Некоторое время Хаецкий молчал. Потом, собравшись с духом, затянул своим полнозвучным подольским говорком:
— Товарищ гвардии старший лейтенант! — Антоныч уже давно заметил, что Хома начинает таким манером напевать всякий раз, когда ему больно и горько на душе. — Все мы одинаково не спали: и я, и они. Да разве ж мне ноги покорчит — выстоять какой-то там час? А не стань — сразу начнутся разговоры!
— Спокойнее, Хаецкий… Какие разговоры?
— Известно, какие… Ишь, скажут, как начальником стал, так и начал из нас веревки вить. Блаженки домой напишут, все отрапортуют в артель… Накинулся, скажут, Хома собакой на земляков…
Иван Антонович слушал жалобы Хомы и диву давался: кто это говорит? Тот ли Хома, который, будучи рядовым, ни перед кем не поступался своими правами? Который не уступил бы самому генералу, если бы чувствовал свою правоту? А теперь, став начальником, вдруг запел такое… Он будто стыдился своего нового звания.
— Та лучше я самосильно все лямки буду тянуть, чем упреки выслушивать!
— Эге-ге, — сказал Иван Антонович. — Вижу, вы, Хаецкий, плохо усвоили свои командирские функции. То, что вы солдата жалеете, это хорошо. Командир — отец своим бойцам и должен их жалеть. Но то, что вы их работу хотите перевалить на свои плечи, — это уже плохо. Потому, что как бы крепки ни были плечи одного человека, они не выдержат того, что выдержат плечи коллектива. Что же в конце концов получится? Отстояв час за рядового, вы потом свалитесь с ног, зададите храпака. А кто будет за вас посты проверять? Кто будет выполнять ваши прямые старшинские обязанности?
— Меня хватит на все.
— Не хватит, Хаецкий, если будете стоять из ночи в ночь… Свалитесь непременно. Днем начнете дремать на ходу. А я не дам. Я буду гонять беспощадно. И буду требовать вашей прямой работы не с того ездового, вместо которого вы сейчас с лошадью возитесь, а персонально с вас. И не спрошу: спали вы или нет. И даже, когда с ног свалитесь, то не пожалею, а, наоборот, строго накажу.
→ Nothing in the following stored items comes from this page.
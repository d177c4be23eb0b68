/// Storage gateway
///
/// Pooled, transactional access to the relational store:
/// - Pool creation and schema provisioning
/// - Transaction rollback on failed writes
/// - JSON and timestamp column codecs

pub mod codec;
pub mod database;

pub use database::{connect, connect_in_memory, init_schema, rollback};
/// Flow reconciliation
///
/// Applies a desired flow state to storage. Every function here runs on the
/// caller's transaction connection; the caller owns commit/rollback.
///
/// Updates never destroy-and-recreate: each collection is diffed by its
/// client-supplied id so that untouched rows keep their row identifiers.

use crate::error::{StoreError, StoreResult};
use crate::flow::deadlines;
use crate::flow::types::{Edge, FlowDraft, ItemDraft, Node, INITIAL_NODE_TYPE};
use crate::storage::codec::{encode_json, encode_optional_json, normalize_timestamp, now_timestamp};
use serde_json::Value;
use sqlx::SqliteConnection;
use std::collections::BTreeSet;

/// Three-way partition of id sets
///
/// `to_delete` = existing - desired, `to_update` = existing & desired,
/// `to_insert` = desired - existing.
#[derive(Debug, Default, Clone, PartialEq, Eq)]
pub struct IdDiff {
    pub to_delete: BTreeSet<String>,
    pub to_update: BTreeSet<String>,
    pub to_insert: BTreeSet<String>,
}

impl IdDiff {
    pub fn compute<'a>(existing: &BTreeSet<String>, desired: impl IntoIterator<Item = &'a str>) -> Self {
        let desired: BTreeSet<String> = desired.into_iter().map(str::to_string).collect();
        Self {
            to_delete: existing.difference(&desired).cloned().collect(),
            to_update: existing.intersection(&desired).cloned().collect(),
            to_insert: desired.difference(existing).cloned().collect(),
        }
    }

    pub fn is_update(&self, id: &str) -> bool {
        self.to_update.contains(id)
    }
}

/// Child tables diffed by the reconciler
#[derive(Debug, Clone, Copy)]
enum Collection {
    Nodes,
    Edges,
    Items,
}

impl Collection {
    fn table(self) -> &'static str {
        match self {
            Collection::Nodes => "flow_nodes",
            Collection::Edges => "flow_edges",
            Collection::Items => "flow_items",
        }
    }

    fn key(self) -> &'static str {
        match self {
            Collection::Nodes => "node_id",
            Collection::Edges => "edge_id",
            Collection::Items => "item_id",
        }
    }
}

/// Insert a new flow with all of its nodes, edges and items
///
/// An empty node list is replaced by the default start node. Returns the
/// generated flow id.
pub async fn create_flow(conn: &mut SqliteConnection, draft: &FlowDraft) -> StoreResult<String> {
    let flow_id = uuid::Uuid::new_v4().to_string();
    let now = now_timestamp();
    let deadlines = deadlines::sanitize(draft.deadlines.as_ref());

    sqlx::query(
        r#"
        INSERT INTO flows (
            id, name, description, columns, deadlines,
            planner_team_id, planner_channel_id, planner_plan_id, planner_bucket_id,
            created_at, updated_at
        )
        VALUES (?, ?, ?, ?, ?, ?, ?, ?, ?, ?, ?)
        "#,
    )
    .bind(&flow_id)
    .bind(&draft.name)
    .bind(&draft.description)
    .bind(encode_json(&Value::Array(draft.columns.clone()))?)
    .bind(encode_optional_json(deadlines.as_ref())?)
    .bind(&draft.planner.planner_team_id)
    .bind(&draft.planner.planner_channel_id)
    .bind(&draft.planner.planner_plan_id)
    .bind(&draft.planner.planner_bucket_id)
    .bind(&now)
    .bind(&now)
    .execute(&mut *conn)
    .await?;

    if draft.nodes.is_empty() {
        insert_node(conn, &flow_id, &Node::default_start()).await?;
    } else {
        for node in &draft.nodes {
            insert_node(conn, &flow_id, node).await?;
        }
    }
    ensure_initial_node(conn, &flow_id).await?;

    for edge in &draft.edges {
        insert_edge(conn, &flow_id, edge).await?;
    }
    for item in &draft.items {
        insert_item(conn, &flow_id, item).await?;
    }

    tracing::debug!(
        "🧩 Flow {} written: {} nodes, {} edges, {} items",
        flow_id,
        draft.nodes.len().max(1),
        draft.edges.len(),
        draft.items.len()
    );

    Ok(flow_id)
}

/// Reconcile a stored flow with its desired state
///
/// Steps run strictly in order: metadata, node diff, edge diff, item diff,
/// start-node restoration.
pub async fn update_flow(conn: &mut SqliteConnection, flow_id: &str, draft: &FlowDraft) -> StoreResult<()> {
    let deadlines = deadlines::sanitize(draft.deadlines.as_ref());

    let updated = sqlx::query(
        r#"
        UPDATE flows SET
            name = ?, description = ?,
            planner_team_id = ?, planner_channel_id = ?, planner_plan_id = ?, planner_bucket_id = ?,
            columns = ?, deadlines = ?, updated_at = ?
        WHERE id = ?
        "#,
    )
    .bind(&draft.name)
    .bind(&draft.description)
    .bind(&draft.planner.planner_team_id)
    .bind(&draft.planner.planner_channel_id)
    .bind(&draft.planner.planner_plan_id)
    .bind(&draft.planner.planner_bucket_id)
    .bind(encode_json(&Value::Array(draft.columns.clone()))?)
    .bind(encode_optional_json(deadlines.as_ref())?)
    .bind(now_timestamp())
    .bind(flow_id)
    .execute(&mut *conn)
    .await?;

    if updated.rows_affected() == 0 {
        return Err(StoreError::not_found(format!("Flow not found: {flow_id}")));
    }

    let node_ids = existing_ids(conn, Collection::Nodes, flow_id).await?;
    let edge_ids = existing_ids(conn, Collection::Edges, flow_id).await?;
    let item_ids = existing_ids(conn, Collection::Items, flow_id).await?;

    let nodes = IdDiff::compute(&node_ids, draft.nodes.iter().map(|n| n.id.as_str()));
    delete_rows(conn, Collection::Nodes, flow_id, &nodes.to_delete).await?;
    for node in &draft.nodes {
        if nodes.is_update(&node.id) {
            update_node(conn, flow_id, node).await?;
        } else {
            insert_node(conn, flow_id, node).await?;
        }
    }

    let edges = IdDiff::compute(&edge_ids, draft.edges.iter().map(|e| e.id.as_str()));
    delete_rows(conn, Collection::Edges, flow_id, &edges.to_delete).await?;
    for edge in &draft.edges {
        if edges.is_update(&edge.id) {
            update_edge(conn, flow_id, edge).await?;
        } else {
            insert_edge(conn, flow_id, edge).await?;
        }
    }

    let items = IdDiff::compute(&item_ids, draft.items.iter().map(|i| i.id.as_str()));
    delete_rows(conn, Collection::Items, flow_id, &items.to_delete).await?;
    for item in &draft.items {
        if items.is_update(&item.id) {
            update_item(conn, flow_id, item).await?;
        } else {
            insert_item(conn, flow_id, item).await?;
        }
    }

    ensure_initial_node(conn, flow_id).await?;

    tracing::debug!(
        "🧩 Flow {} reconciled: nodes -{} ~{} +{}, edges -{} ~{} +{}, items -{} ~{} +{}",
        flow_id,
        nodes.to_delete.len(),
        nodes.to_update.len(),
        nodes.to_insert.len(),
        edges.to_delete.len(),
        edges.to_update.len(),
        edges.to_insert.len(),
        items.to_delete.len(),
        items.to_update.len(),
        items.to_insert.len()
    );

    Ok(())
}

/// Insert the default start node when the flow has no initial node
///
/// Returns whether a node was inserted.
pub async fn ensure_initial_node(conn: &mut SqliteConnection, flow_id: &str) -> StoreResult<bool> {
    let (initial_count,): (i64,) =
        sqlx::query_as("SELECT COUNT(*) FROM flow_nodes WHERE flow_id = ? AND type = ?")
            .bind(flow_id)
            .bind(INITIAL_NODE_TYPE)
            .fetch_one(&mut *conn)
            .await?;

    if initial_count > 0 {
        return Ok(false);
    }

    let mut start = Node::default_start();
    let (taken,): (i64,) =
        sqlx::query_as("SELECT COUNT(*) FROM flow_nodes WHERE flow_id = ? AND node_id = ?")
            .bind(flow_id)
            .bind(&start.id)
            .fetch_one(&mut *conn)
            .await?;
    if taken > 0 {
        start.id = format!("{}-{}", INITIAL_NODE_TYPE, uuid::Uuid::new_v4().simple());
    }

    insert_node(conn, flow_id, &start).await?;
    tracing::info!("🚩 Flow {} had no initial node, inserted default start node '{}'", flow_id, start.id);

    Ok(true)
}

async fn existing_ids(
    conn: &mut SqliteConnection,
    collection: Collection,
    flow_id: &str,
) -> StoreResult<BTreeSet<String>> {
    let query = format!(
        "SELECT {} FROM {} WHERE flow_id = ?",
        collection.key(),
        collection.table()
    );
    let ids: Vec<(String,)> = sqlx::query_as(&query)
        .bind(flow_id)
        .fetch_all(&mut *conn)
        .await?;

    Ok(ids.into_iter().map(|(id,)| id).collect())
}

async fn delete_rows(
    conn: &mut SqliteConnection,
    collection: Collection,
    flow_id: &str,
    ids: &BTreeSet<String>,
) -> StoreResult<()> {
    let query = format!(
        "DELETE FROM {} WHERE flow_id = ? AND {} = ?",
        collection.table(),
        collection.key()
    );
    for id in ids {
        sqlx::query(&query)
            .bind(flow_id)
            .bind(id)
            .execute(&mut *conn)
            .await?;
    }
    Ok(())
}

async fn insert_node(conn: &mut SqliteConnection, flow_id: &str, node: &Node) -> StoreResult<()> {
    sqlx::query(
        r#"
        INSERT INTO flow_nodes (flow_id, node_id, type, position_x, position_y, data)
        VALUES (?, ?, ?, ?, ?, ?)
        "#,
    )
    .bind(flow_id)
    .bind(&node.id)
    .bind(&node.node_type)
    .bind(node.position.x)
    .bind(node.position.y)
    .bind(encode_json(&node.data)?)
    .execute(&mut *conn)
    .await?;
    Ok(())
}

async fn update_node(conn: &mut SqliteConnection, flow_id: &str, node: &Node) -> StoreResult<()> {
    sqlx::query(
        r#"
        UPDATE flow_nodes SET type = ?, position_x = ?, position_y = ?, data = ?
        WHERE flow_id = ? AND node_id = ?
        "#,
    )
    .bind(&node.node_type)
    .bind(node.position.x)
    .bind(node.position.y)
    .bind(encode_json(&node.data)?)
    .bind(flow_id)
    .bind(&node.id)
    .execute(&mut *conn)
    .await?;
    Ok(())
}

async fn insert_edge(conn: &mut SqliteConnection, flow_id: &str, edge: &Edge) -> StoreResult<()> {
    sqlx::query(
        r#"
        INSERT INTO flow_edges (flow_id, edge_id, source, target, label, data)
        VALUES (?, ?, ?, ?, ?, ?)
        "#,
    )
    .bind(flow_id)
    .bind(&edge.id)
    .bind(&edge.source)
    .bind(&edge.target)
    .bind(&edge.label)
    .bind(encode_json(&edge.stored_data())?)
    .execute(&mut *conn)
    .await?;
    Ok(())
}

async fn update_edge(conn: &mut SqliteConnection, flow_id: &str, edge: &Edge) -> StoreResult<()> {
    sqlx::query(
        r#"
        UPDATE flow_edges SET source = ?, target = ?, label = ?, data = ?
        WHERE flow_id = ? AND edge_id = ?
        "#,
    )
    .bind(&edge.source)
    .bind(&edge.target)
    .bind(&edge.label)
    .bind(encode_json(&edge.stored_data())?)
    .bind(flow_id)
    .bind(&edge.id)
    .execute(&mut *conn)
    .await?;
    Ok(())
}

async fn insert_item(conn: &mut SqliteConnection, flow_id: &str, item: &ItemDraft) -> StoreResult<()> {
    sqlx::query(
        r#"
        INSERT INTO flow_items (
            flow_id, item_id, data, current_node_id, status,
            history, path_taken, parallel_paths, created_at
        )
        VALUES (?, ?, ?, ?, ?, ?, ?, ?, ?)
        "#,
    )
    .bind(flow_id)
    .bind(&item.id)
    .bind(encode_json(&item.data)?)
    .bind(&item.current_node_id)
    .bind(&item.status)
    .bind(encode_json(&item.history)?)
    .bind(encode_json(&item.path_taken)?)
    .bind(encode_json(&item.parallel_paths)?)
    .bind(normalize_timestamp(item.created_at.as_ref()))
    .execute(&mut *conn)
    .await?;
    Ok(())
}

async fn update_item(conn: &mut SqliteConnection, flow_id: &str, item: &ItemDraft) -> StoreResult<()> {
    sqlx::query(
        r#"
        UPDATE flow_items SET
            data = ?, current_node_id = ?, status = ?,
            history = ?, path_taken = ?, parallel_paths = ?
        WHERE flow_id = ? AND item_id = ?
        "#,
    )
    .bind(encode_json(&item.data)?)
    .bind(&item.current_node_id)
    .bind(&item.status)
    .bind(encode_json(&item.history)?)
    .bind(encode_json(&item.path_taken)?)
    .bind(encode_json(&item.parallel_paths)?)
    .bind(flow_id)
    .bind(&item.id)
    .execute(&mut *conn)
    .await?;
    Ok(())
}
Если солдат сваливается с нор по своей собственной неосмотрительности, его за это надо сурово наказывать. Плохо, никуда не годится, Хаецкий! Подумайте: старшина роты, — Иван Антонович многозначительно поднял вверх палец, — ездовых охраняет! Лошадей за них кормит! А они спят себе сном праведников… Ну, как это называется, Хаецкий? Отвечайте!
— Панибратство, — подумав, говорит Хома. — Либерализм.
— Вот… именно так. А где панибратство, где либерализм, там уже не спрашивай железной дисциплины. Там, смотришь, старшине и на голову сядут. А поэтому, — Кармазин перешел на грозный тон, — отныне приказываю: вам, как старшине, на пост не становиться. Коня под седло возьмите самого лучшего. «Артиста» возьмите. Чтоб с первого взгляда было видно: ага, это старшина едет! Образец для всех. И никому — никаких поблажек. Все, что подчиненным положено, — дайте. Все, что с них полагается, — возьмите. Имейте в виду: я в свою очередь, буду взыскивать с вас безжалостно по всем пунктам. Понятно?
— По всем пунктам.
— На то не обращайте внимания, — уже мягче заговорил Иван Антонович, — кто да что о вас скажет или подумает. Ибо вы не мне угождаете, не Ивану, не Степану, а выполняете волю Родины. Все отбросьте, все забудьте, кроме нее. Действуйте неуклонно, честно, справедливо. И тогда, каким бы вы строгим и беспощадным ни были, бойцы никогда не перестанут вас уважать и любить.